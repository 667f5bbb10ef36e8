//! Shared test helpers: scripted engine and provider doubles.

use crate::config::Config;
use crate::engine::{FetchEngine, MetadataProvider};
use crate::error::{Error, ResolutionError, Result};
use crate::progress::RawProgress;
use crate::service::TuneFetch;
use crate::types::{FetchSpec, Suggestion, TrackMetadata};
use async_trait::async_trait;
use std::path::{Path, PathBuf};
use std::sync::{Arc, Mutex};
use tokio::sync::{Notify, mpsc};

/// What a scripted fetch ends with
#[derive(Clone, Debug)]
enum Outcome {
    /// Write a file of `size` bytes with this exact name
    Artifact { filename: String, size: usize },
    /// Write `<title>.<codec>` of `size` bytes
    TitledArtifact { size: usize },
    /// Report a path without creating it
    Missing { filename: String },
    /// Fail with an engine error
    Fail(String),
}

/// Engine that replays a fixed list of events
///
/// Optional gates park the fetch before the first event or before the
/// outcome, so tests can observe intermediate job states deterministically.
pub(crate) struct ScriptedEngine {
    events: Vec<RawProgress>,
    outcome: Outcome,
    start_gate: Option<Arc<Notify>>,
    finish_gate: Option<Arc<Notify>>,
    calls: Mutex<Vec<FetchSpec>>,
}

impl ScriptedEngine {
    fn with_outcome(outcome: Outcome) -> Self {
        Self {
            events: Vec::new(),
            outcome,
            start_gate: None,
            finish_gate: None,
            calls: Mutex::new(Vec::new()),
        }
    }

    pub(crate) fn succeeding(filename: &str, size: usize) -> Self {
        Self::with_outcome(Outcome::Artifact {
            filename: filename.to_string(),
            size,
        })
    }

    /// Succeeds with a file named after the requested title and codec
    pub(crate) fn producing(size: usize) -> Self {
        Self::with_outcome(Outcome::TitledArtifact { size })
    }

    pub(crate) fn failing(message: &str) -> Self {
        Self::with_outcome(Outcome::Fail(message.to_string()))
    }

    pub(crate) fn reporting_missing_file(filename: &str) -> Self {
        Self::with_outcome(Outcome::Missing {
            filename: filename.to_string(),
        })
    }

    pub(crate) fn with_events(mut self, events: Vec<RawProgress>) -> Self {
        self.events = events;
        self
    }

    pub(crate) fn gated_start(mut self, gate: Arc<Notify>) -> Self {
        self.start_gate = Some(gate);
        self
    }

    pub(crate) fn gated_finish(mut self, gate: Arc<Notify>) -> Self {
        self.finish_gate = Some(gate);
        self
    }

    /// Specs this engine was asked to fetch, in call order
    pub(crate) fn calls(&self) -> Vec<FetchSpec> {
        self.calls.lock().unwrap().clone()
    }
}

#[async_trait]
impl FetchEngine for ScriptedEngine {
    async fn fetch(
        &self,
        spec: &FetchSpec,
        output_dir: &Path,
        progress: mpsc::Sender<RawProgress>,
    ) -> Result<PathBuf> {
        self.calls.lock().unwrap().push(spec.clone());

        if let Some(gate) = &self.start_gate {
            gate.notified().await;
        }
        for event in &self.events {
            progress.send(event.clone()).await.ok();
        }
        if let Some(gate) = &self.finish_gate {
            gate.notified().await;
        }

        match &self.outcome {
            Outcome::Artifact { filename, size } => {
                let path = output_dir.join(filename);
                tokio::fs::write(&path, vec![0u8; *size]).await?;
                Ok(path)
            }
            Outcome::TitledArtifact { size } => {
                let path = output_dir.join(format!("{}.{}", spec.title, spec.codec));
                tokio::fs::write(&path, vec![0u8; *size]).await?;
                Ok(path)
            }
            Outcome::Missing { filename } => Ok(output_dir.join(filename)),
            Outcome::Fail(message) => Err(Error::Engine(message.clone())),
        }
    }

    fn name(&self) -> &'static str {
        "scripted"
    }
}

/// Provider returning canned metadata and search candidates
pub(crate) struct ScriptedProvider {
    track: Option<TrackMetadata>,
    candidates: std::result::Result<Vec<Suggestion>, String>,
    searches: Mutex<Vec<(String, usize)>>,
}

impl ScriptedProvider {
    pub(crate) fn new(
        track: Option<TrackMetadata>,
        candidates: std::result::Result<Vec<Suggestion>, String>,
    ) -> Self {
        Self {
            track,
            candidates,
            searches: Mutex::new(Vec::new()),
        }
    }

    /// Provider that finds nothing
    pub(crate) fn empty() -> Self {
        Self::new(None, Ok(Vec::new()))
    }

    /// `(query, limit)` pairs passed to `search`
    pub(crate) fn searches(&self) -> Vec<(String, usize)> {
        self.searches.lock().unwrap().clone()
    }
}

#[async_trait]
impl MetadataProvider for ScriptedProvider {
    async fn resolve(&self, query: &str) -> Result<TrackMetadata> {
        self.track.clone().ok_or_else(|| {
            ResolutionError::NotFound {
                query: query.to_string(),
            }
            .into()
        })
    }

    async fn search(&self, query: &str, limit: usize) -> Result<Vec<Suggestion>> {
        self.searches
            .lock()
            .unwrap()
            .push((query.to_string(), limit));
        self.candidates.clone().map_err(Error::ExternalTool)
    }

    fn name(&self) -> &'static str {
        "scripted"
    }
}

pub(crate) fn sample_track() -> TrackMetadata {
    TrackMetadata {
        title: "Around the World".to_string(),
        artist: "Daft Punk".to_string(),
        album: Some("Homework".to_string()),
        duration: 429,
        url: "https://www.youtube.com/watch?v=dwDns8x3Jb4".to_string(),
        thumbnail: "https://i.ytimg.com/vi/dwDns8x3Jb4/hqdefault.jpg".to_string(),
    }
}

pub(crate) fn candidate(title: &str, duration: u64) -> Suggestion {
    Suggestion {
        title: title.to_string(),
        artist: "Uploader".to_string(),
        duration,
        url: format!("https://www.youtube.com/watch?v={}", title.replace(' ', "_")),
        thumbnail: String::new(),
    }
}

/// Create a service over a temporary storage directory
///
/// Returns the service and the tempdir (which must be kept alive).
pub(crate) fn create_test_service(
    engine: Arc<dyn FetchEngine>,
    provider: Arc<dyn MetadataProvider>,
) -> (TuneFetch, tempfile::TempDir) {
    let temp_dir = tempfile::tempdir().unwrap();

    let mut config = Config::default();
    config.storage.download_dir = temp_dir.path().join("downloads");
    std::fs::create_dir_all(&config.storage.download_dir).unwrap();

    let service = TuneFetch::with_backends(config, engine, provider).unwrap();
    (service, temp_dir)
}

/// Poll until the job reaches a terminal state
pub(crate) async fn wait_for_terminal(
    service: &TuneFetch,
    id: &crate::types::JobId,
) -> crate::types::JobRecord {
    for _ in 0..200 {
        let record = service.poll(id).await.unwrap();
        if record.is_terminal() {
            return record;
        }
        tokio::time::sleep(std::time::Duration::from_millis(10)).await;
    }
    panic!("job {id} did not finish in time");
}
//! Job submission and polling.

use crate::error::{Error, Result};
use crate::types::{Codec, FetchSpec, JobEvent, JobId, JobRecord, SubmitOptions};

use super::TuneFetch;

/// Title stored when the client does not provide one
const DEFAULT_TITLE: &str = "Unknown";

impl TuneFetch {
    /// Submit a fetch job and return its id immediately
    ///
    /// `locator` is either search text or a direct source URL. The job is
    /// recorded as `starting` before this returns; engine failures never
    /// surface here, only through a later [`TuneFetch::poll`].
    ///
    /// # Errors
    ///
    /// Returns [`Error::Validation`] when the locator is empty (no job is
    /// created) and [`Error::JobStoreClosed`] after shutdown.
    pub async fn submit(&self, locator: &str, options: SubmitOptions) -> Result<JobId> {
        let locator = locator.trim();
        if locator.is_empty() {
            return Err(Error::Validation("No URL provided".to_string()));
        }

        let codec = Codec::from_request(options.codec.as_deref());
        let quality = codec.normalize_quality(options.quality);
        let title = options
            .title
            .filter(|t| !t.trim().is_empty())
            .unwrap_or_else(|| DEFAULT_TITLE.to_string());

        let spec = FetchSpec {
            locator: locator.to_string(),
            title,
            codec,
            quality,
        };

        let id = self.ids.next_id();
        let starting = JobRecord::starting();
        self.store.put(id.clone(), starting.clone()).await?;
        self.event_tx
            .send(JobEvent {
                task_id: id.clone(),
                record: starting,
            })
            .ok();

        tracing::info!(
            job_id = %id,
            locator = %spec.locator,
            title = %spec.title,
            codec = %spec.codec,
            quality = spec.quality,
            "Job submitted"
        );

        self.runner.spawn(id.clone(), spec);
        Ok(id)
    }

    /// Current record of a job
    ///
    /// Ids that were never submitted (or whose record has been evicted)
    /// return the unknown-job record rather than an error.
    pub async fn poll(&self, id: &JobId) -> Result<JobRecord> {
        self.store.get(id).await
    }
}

####################

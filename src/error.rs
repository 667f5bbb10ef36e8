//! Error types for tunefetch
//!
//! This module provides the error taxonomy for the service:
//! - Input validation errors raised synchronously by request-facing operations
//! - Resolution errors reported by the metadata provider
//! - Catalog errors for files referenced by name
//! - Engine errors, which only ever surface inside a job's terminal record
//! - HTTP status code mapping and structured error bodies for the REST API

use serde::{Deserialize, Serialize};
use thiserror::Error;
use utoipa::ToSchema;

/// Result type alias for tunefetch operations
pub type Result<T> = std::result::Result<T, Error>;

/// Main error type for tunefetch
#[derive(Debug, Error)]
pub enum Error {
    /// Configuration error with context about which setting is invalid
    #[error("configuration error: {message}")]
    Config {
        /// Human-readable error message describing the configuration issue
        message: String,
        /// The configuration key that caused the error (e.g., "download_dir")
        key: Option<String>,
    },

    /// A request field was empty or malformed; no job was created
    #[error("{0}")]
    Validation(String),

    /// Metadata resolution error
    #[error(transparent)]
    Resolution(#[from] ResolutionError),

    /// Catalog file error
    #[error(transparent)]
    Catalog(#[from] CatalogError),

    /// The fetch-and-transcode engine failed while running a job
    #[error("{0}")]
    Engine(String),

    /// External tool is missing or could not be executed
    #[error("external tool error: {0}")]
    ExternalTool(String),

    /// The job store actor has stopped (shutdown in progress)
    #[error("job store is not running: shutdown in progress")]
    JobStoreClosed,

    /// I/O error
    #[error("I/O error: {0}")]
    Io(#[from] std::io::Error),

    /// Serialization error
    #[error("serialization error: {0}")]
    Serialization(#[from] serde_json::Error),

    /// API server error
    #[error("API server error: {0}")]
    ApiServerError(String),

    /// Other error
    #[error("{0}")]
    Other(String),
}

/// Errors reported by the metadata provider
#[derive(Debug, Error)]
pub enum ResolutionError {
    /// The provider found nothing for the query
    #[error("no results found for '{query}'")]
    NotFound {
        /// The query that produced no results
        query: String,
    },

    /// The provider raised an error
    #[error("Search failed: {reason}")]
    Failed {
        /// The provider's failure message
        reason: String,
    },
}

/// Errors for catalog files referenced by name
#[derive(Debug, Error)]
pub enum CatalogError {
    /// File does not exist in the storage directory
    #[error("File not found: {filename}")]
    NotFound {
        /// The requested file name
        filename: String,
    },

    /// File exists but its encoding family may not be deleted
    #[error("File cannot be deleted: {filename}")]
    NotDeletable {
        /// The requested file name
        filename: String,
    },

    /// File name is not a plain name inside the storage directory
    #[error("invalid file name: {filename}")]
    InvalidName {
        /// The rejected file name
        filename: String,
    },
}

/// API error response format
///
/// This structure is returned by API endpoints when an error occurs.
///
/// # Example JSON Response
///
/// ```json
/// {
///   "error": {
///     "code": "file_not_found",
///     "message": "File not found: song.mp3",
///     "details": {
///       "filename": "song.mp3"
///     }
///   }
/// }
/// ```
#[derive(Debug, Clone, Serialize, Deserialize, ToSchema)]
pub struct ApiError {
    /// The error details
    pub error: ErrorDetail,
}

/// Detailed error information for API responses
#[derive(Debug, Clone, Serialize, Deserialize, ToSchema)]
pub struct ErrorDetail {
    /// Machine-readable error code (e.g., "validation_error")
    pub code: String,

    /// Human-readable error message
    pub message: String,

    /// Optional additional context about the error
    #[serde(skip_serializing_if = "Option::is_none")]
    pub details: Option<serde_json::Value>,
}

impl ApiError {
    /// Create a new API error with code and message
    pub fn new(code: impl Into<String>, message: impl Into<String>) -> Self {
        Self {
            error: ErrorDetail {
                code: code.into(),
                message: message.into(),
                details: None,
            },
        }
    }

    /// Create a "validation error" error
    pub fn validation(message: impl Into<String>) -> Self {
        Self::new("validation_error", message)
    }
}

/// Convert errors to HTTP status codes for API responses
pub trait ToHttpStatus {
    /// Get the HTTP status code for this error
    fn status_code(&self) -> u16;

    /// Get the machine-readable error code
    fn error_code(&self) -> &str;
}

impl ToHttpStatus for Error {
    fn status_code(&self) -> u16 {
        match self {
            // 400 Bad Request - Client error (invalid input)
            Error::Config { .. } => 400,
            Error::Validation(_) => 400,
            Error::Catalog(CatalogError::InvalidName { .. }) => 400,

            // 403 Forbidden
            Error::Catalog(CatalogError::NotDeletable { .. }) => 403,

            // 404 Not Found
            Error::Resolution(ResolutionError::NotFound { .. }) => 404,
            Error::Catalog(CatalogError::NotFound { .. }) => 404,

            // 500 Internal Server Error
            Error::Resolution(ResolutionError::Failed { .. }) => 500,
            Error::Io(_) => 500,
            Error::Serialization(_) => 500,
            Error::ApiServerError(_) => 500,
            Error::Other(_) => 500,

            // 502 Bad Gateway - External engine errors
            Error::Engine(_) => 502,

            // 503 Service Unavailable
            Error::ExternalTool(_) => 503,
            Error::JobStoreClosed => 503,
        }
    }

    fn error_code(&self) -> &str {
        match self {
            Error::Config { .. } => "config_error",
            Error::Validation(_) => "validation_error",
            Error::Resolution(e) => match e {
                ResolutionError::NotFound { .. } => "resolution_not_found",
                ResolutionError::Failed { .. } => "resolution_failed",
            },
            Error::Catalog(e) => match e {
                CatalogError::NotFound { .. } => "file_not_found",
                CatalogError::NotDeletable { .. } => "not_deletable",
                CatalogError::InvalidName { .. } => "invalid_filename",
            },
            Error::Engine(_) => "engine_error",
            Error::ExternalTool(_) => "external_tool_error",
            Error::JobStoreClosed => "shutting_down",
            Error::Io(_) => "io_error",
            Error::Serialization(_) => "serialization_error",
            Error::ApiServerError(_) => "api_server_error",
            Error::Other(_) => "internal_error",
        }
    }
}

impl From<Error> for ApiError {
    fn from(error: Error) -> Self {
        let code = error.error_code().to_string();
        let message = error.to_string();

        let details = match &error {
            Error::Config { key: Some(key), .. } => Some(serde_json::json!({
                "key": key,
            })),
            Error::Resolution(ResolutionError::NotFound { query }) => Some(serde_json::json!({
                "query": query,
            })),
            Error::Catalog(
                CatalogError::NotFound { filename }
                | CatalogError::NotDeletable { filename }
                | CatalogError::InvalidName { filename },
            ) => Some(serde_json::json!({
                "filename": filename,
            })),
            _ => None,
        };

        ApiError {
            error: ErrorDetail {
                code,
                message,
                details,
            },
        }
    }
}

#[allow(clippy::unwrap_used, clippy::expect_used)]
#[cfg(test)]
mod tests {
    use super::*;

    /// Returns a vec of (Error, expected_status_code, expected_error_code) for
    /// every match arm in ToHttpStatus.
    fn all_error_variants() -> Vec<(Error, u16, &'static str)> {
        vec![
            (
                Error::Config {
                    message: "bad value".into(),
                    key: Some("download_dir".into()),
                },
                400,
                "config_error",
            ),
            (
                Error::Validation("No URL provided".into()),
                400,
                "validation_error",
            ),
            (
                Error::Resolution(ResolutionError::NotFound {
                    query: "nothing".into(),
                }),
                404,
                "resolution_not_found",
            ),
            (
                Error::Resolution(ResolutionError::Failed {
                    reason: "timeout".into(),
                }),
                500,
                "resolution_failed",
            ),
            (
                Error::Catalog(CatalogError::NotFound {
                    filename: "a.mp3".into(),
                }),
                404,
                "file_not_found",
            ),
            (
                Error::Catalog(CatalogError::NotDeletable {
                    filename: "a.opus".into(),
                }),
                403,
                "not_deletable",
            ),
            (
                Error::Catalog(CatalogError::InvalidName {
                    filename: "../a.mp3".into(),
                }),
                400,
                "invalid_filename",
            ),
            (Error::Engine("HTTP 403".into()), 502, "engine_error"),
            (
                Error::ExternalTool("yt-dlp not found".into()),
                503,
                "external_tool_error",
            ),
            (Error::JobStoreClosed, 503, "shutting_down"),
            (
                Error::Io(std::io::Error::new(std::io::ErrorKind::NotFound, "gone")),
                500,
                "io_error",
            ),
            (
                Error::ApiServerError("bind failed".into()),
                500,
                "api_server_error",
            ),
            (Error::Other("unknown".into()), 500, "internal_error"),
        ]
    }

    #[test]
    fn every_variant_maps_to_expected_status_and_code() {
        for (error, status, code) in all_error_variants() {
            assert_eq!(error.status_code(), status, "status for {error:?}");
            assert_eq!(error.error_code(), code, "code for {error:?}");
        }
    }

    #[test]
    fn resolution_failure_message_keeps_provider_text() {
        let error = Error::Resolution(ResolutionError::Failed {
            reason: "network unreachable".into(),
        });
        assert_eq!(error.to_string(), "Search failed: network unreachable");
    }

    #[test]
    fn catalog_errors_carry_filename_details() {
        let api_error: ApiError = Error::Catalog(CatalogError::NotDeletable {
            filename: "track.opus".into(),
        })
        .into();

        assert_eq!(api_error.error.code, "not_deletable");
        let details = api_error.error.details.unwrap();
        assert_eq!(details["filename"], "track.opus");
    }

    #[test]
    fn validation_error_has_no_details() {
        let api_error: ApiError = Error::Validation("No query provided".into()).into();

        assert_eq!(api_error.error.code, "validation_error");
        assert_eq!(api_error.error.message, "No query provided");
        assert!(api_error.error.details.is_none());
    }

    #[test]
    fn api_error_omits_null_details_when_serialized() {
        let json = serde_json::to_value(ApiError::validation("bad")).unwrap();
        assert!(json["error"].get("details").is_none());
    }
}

####################

Which lines of the records above hold the word "shutdown"? Copy each one out.

Expected answer:
    /// created) and [`Error::JobStoreClosed`] after shutdown.
    /// The job store actor has stopped (shutdown in progress)
    #[error("job store is not running: shutdown in progress")]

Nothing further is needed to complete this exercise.